***** INPUT MATERIAL *****

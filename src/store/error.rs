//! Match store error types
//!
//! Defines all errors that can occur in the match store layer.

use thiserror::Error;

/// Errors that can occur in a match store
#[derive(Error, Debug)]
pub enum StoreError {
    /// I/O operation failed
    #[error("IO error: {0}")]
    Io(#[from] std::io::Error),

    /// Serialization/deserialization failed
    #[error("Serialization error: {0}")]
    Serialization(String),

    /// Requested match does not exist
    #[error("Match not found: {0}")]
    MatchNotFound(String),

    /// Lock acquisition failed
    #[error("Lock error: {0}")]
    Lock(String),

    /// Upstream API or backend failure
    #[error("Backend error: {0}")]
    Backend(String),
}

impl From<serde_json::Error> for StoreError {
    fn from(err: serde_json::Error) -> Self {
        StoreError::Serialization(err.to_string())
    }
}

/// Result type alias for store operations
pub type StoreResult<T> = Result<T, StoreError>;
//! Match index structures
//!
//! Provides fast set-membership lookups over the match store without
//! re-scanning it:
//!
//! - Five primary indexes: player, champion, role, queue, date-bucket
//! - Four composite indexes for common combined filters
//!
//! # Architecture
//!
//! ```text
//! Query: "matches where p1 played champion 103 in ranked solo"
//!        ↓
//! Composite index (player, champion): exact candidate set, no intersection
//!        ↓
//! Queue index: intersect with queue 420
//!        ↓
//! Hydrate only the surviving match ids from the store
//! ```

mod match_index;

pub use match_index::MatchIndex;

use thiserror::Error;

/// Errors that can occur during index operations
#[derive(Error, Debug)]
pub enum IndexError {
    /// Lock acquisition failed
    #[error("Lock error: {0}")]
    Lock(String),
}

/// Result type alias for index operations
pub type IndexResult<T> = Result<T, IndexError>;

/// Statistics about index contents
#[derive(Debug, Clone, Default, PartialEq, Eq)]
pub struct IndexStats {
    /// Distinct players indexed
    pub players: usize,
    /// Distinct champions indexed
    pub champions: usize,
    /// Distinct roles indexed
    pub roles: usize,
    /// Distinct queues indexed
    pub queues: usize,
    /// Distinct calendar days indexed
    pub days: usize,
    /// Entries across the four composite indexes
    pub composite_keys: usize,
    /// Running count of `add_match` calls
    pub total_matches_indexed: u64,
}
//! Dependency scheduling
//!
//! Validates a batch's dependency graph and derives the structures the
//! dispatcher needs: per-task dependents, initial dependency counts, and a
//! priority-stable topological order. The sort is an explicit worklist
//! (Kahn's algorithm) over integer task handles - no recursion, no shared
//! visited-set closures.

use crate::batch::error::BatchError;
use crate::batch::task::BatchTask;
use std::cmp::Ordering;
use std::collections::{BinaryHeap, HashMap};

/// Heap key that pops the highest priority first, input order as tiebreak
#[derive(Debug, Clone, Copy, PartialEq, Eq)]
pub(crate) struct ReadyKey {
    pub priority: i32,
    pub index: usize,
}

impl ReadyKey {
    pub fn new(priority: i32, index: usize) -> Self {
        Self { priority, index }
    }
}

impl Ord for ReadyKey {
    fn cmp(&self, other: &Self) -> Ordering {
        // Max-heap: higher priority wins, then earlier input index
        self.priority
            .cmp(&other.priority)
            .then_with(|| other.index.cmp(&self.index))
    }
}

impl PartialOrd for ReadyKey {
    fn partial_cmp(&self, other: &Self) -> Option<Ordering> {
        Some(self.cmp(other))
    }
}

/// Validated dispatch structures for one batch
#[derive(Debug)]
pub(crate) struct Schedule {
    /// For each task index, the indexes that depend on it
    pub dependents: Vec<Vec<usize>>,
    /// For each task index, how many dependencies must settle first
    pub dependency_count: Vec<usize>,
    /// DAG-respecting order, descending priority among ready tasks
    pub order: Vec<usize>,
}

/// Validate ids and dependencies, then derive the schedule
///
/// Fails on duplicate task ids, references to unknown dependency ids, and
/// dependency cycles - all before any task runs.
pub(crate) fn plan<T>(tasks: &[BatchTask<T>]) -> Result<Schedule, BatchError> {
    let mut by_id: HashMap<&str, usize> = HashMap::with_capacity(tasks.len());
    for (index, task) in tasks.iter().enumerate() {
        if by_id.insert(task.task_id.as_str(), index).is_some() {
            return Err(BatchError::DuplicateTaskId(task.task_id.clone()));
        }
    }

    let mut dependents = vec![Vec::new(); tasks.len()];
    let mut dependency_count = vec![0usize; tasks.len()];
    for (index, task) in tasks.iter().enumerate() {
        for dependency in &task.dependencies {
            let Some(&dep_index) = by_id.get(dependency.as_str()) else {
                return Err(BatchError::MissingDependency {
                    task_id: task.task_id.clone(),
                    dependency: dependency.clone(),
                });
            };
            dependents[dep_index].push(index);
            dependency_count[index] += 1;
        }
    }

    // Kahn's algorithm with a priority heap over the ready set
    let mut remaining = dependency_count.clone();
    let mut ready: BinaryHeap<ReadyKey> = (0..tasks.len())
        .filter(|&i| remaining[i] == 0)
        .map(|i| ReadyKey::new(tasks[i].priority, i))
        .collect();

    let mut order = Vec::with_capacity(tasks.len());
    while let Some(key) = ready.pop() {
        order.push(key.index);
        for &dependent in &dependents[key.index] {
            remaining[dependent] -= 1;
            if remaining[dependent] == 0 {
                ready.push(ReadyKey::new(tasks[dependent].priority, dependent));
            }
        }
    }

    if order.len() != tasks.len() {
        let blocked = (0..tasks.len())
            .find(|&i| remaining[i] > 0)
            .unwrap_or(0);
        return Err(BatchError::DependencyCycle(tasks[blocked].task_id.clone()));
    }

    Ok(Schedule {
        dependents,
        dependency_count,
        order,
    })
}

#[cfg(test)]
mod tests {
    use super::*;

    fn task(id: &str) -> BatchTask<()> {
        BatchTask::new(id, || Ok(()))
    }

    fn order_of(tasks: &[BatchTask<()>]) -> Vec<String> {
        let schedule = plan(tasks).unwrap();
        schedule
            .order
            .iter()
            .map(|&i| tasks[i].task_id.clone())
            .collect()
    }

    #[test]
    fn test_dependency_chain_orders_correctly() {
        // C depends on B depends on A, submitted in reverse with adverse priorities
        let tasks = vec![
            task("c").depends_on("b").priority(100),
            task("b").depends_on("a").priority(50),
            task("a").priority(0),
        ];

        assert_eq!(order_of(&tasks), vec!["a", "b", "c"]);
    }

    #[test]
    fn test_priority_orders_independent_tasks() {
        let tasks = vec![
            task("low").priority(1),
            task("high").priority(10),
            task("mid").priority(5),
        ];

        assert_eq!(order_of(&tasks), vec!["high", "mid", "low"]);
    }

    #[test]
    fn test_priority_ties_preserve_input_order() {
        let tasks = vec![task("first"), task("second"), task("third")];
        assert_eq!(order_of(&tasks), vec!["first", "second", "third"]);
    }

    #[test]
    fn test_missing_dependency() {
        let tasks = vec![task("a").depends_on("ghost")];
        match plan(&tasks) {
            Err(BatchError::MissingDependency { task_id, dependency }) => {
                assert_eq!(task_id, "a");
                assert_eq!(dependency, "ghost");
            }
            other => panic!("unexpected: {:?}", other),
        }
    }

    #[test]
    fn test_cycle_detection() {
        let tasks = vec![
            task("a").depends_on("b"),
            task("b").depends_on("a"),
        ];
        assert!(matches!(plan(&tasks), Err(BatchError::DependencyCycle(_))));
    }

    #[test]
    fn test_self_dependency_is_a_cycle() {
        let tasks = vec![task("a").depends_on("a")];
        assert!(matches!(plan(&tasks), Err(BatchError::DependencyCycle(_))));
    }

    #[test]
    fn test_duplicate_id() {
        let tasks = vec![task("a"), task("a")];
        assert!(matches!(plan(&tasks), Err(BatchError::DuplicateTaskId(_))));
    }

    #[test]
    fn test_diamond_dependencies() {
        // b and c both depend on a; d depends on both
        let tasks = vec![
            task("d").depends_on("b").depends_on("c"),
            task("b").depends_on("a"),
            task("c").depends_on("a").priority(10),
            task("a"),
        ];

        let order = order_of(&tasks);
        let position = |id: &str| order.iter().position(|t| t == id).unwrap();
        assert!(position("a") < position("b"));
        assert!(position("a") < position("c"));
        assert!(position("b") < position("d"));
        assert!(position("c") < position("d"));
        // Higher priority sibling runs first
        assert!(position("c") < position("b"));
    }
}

*****

- WORK REQUEST: Would you print exactly, and only, the lines of the data above from the line with "order as tiebreak" through the line with "earlier input index", inclusive?

- RESULT OF THIS TASK:
/// Heap key that pops the highest priority first, input order as tiebreak
#[derive(Debug, Clone, Copy, PartialEq, Eq)]
pub(crate) struct ReadyKey {
    pub priority: i32,
    pub index: usize,
}

impl ReadyKey {
    pub fn new(priority: i32, index: usize) -> Self {
        Self { priority, index }
    }
}

impl Ord for ReadyKey {
    fn cmp(&self, other: &Self) -> Ordering {
        // Max-heap: higher priority wins, then earlier input index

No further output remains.